### WORK INSTRUCTIONS
Wherever the word "PageCreate" shows up in the data, report the line it sits in.

### DATASET
►

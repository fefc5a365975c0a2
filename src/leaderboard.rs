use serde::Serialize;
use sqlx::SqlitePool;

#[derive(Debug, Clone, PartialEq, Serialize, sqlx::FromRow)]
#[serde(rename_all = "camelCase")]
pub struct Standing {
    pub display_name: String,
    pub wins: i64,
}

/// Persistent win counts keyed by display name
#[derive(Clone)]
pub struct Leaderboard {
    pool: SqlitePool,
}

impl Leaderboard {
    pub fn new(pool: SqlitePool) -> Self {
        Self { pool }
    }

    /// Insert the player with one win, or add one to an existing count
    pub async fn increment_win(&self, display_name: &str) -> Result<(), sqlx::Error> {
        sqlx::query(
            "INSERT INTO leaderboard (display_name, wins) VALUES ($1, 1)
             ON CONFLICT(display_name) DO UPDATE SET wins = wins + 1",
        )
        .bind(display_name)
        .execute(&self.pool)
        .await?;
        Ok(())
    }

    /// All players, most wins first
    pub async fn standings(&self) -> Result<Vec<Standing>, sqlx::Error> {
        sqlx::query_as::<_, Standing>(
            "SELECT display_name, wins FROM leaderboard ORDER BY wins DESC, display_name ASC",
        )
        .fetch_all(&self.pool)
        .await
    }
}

◄
►

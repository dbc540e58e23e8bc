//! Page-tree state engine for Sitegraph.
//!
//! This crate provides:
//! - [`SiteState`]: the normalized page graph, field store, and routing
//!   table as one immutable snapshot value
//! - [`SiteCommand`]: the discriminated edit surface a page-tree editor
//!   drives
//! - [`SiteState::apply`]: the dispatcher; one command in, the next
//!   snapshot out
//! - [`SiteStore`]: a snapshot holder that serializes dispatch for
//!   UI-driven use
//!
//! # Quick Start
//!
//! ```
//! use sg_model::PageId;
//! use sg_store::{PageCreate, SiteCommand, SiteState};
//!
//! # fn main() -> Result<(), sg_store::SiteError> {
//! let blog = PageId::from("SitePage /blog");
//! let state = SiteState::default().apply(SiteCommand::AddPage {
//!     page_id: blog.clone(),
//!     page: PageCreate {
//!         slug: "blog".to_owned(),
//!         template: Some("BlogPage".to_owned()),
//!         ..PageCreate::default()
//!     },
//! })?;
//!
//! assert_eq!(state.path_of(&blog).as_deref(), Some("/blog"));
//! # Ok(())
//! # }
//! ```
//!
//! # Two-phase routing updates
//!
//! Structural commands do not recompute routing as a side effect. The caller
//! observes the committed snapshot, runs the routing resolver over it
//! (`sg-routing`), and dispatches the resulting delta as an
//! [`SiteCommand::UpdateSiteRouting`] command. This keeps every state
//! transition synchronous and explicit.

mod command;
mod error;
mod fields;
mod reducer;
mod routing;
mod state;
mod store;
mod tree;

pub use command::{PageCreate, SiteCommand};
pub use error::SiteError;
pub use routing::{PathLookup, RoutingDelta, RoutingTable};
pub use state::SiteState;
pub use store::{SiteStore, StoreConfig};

◄

### ANSWER
//! use sg_store::{PageCreate, SiteCommand, SiteState};
//!     page: PageCreate {
//!         ..PageCreate::default()
pub use command::{PageCreate, SiteCommand};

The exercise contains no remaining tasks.